WHAT TO WORK ON | Every line in the records below between the one holding "filename src/platform/alert.rs" and the one holding "pub struct SilentAlerter;", inclusive, is to be set down exactly; all other lines are to be left out.

Source records:
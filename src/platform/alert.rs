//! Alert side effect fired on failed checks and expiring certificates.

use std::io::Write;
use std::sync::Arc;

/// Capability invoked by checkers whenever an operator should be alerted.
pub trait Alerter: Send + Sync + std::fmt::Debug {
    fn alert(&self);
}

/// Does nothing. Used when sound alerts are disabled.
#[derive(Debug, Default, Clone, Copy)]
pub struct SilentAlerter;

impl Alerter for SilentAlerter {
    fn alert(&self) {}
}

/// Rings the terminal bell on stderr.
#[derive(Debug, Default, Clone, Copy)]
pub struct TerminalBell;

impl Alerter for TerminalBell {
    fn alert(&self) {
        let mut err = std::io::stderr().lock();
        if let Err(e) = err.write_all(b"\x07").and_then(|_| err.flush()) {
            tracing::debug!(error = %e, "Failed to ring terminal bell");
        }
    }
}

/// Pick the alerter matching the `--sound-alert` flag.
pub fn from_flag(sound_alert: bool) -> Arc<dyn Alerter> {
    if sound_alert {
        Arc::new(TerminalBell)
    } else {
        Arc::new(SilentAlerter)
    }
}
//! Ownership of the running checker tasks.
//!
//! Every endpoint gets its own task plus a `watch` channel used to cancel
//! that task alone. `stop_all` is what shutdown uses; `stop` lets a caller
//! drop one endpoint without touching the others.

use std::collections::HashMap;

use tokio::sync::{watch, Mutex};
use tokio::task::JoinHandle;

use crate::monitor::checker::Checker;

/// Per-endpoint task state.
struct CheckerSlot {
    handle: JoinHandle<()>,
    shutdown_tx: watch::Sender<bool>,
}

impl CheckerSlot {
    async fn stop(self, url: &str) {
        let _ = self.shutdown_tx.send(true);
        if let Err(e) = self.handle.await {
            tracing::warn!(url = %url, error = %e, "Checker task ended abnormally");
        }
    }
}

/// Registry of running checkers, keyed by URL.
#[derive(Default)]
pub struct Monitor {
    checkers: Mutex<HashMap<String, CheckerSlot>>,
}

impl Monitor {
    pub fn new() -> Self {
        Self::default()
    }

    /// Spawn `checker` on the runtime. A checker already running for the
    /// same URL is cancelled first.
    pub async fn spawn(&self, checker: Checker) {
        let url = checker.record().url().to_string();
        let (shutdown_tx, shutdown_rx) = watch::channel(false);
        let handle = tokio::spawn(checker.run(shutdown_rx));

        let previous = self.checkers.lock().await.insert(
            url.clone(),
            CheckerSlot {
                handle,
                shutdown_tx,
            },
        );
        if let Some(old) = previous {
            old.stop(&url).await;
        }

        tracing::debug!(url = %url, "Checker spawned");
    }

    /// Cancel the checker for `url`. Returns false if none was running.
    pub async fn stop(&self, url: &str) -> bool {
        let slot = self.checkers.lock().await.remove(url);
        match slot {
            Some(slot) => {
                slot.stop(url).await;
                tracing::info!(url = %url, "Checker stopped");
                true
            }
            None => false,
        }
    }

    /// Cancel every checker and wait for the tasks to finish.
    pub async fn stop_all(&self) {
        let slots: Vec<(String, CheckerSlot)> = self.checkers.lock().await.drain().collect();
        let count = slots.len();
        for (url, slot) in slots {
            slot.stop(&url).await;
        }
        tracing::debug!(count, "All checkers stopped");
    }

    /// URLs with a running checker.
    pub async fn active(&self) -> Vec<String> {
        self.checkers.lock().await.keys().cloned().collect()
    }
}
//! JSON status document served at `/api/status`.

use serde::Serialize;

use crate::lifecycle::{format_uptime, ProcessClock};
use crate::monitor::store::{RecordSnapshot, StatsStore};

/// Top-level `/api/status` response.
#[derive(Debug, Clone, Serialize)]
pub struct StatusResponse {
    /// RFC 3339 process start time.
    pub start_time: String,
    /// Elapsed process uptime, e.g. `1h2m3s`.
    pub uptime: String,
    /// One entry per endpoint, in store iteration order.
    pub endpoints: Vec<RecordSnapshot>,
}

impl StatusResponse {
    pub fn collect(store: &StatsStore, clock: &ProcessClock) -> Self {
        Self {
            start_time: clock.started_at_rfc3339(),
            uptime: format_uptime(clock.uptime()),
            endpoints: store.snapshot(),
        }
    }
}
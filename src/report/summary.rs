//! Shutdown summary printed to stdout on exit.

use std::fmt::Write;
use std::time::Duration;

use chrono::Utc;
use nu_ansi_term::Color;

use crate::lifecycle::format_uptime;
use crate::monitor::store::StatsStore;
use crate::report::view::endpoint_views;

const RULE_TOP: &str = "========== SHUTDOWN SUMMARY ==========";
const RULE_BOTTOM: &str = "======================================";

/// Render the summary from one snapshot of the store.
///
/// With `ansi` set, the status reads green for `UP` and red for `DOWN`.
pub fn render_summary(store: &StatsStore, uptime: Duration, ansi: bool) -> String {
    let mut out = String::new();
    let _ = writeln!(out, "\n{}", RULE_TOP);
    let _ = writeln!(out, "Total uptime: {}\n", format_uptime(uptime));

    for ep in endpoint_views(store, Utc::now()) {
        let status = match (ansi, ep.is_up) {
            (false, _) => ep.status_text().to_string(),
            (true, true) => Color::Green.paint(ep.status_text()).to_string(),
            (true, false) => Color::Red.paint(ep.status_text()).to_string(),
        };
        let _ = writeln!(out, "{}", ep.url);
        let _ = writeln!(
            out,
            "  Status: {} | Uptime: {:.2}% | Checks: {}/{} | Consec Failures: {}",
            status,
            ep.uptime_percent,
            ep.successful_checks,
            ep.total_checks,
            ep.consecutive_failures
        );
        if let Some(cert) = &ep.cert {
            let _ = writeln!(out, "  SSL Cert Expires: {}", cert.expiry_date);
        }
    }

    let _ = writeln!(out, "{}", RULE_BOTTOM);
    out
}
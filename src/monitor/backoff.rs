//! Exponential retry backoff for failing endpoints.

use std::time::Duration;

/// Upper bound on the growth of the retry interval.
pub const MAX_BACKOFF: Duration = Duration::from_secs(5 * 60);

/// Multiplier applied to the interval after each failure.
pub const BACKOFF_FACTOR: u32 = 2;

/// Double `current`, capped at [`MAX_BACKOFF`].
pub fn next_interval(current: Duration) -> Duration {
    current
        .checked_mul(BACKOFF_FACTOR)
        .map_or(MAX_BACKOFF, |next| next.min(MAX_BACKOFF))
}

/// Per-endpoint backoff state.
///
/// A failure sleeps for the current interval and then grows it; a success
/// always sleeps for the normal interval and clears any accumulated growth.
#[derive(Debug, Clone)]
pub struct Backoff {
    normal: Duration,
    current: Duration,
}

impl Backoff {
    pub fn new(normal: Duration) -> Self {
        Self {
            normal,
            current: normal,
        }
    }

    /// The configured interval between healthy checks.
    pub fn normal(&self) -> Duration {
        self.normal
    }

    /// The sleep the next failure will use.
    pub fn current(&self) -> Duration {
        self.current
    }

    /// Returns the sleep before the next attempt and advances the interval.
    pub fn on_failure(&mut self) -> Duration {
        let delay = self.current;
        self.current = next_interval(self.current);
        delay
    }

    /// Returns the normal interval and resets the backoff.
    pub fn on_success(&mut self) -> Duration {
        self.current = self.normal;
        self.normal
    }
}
...
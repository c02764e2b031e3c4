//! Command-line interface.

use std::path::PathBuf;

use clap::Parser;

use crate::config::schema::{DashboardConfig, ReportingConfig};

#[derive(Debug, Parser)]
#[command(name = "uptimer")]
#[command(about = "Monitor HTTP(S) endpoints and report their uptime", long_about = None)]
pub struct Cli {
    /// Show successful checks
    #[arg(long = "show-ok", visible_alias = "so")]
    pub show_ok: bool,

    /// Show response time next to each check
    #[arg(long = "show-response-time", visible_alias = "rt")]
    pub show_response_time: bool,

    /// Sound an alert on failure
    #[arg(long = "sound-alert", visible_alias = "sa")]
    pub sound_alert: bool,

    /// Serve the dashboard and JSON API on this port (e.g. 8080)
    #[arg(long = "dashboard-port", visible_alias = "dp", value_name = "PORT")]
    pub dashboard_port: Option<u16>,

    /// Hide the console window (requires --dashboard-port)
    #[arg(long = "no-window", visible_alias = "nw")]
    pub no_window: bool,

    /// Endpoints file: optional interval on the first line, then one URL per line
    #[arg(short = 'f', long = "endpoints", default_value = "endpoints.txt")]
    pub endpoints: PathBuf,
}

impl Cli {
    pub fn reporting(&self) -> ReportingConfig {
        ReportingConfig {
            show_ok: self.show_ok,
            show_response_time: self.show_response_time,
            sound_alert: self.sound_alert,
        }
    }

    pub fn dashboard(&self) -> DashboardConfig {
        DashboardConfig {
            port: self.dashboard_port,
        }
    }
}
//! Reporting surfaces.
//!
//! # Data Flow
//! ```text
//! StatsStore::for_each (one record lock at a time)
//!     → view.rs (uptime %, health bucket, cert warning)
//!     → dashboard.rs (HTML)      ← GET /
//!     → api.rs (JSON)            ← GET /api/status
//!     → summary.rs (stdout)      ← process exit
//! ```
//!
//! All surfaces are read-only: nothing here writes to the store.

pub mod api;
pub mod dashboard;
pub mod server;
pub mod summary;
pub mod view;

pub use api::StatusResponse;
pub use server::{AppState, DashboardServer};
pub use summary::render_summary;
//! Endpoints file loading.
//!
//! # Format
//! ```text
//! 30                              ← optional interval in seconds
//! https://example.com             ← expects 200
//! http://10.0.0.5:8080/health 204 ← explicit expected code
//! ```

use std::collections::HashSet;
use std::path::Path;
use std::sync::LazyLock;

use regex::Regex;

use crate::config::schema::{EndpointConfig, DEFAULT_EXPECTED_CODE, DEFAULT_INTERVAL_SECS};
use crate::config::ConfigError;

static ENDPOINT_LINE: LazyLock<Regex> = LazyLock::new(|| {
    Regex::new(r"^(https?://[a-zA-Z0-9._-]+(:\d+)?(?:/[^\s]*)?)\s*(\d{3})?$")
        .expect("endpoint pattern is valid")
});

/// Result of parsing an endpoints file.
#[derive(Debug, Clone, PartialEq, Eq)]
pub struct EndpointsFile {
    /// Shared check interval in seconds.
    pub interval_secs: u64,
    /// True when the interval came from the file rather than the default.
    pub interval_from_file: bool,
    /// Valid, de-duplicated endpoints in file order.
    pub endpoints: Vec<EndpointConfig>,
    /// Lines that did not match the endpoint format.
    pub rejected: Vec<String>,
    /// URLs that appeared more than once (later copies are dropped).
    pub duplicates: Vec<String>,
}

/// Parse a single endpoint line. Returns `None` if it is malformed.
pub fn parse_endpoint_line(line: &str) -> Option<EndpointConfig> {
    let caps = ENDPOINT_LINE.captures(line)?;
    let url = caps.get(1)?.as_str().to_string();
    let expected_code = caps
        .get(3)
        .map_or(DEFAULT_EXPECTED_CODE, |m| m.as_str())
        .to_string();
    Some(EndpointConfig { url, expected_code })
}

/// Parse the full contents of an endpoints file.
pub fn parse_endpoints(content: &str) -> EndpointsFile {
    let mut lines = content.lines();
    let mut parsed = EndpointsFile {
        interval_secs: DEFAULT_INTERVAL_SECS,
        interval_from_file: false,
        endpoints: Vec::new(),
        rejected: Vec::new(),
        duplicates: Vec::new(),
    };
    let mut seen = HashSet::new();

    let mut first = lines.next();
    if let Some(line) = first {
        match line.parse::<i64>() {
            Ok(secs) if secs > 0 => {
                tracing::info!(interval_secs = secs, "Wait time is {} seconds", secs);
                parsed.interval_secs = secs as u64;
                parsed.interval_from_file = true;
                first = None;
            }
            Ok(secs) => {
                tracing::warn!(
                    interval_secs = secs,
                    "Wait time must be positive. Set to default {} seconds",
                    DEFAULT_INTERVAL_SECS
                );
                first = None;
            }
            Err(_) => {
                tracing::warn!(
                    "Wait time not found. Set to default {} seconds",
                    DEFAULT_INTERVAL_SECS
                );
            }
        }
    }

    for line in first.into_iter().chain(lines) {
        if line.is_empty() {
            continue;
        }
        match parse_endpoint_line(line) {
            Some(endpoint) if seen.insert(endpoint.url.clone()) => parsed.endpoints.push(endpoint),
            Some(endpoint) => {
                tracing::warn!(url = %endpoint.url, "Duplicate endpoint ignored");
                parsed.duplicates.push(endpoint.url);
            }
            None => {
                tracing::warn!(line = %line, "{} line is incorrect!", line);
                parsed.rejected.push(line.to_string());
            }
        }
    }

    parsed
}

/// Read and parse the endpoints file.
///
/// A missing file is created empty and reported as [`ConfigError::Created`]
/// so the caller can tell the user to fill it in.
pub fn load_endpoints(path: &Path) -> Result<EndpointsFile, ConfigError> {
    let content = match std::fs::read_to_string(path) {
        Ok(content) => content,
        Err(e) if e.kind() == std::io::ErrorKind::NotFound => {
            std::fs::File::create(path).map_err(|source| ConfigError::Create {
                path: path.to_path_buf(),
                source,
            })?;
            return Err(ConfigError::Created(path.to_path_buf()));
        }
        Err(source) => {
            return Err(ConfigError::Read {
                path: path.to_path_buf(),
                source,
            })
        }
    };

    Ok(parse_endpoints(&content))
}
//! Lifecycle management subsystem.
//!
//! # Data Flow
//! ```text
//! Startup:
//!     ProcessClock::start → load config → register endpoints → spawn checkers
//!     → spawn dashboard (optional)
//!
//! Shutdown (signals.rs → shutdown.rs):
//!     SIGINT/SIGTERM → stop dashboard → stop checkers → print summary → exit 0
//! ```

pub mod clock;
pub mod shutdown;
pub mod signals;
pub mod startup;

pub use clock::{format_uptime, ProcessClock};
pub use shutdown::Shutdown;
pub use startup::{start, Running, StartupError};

ANSWER SECTION |
filename src/platform/alert.rs
//! Alert side effect fired on failed checks and expiring certificates.

use std::io::Write;
use std::sync::Arc;

/// Capability invoked by checkers whenever an operator should be alerted.
pub trait Alerter: Send + Sync + std::fmt::Debug {
    fn alert(&self);
}

/// Does nothing. Used when sound alerts are disabled.
#[derive(Debug, Default, Clone, Copy)]
pub struct SilentAlerter;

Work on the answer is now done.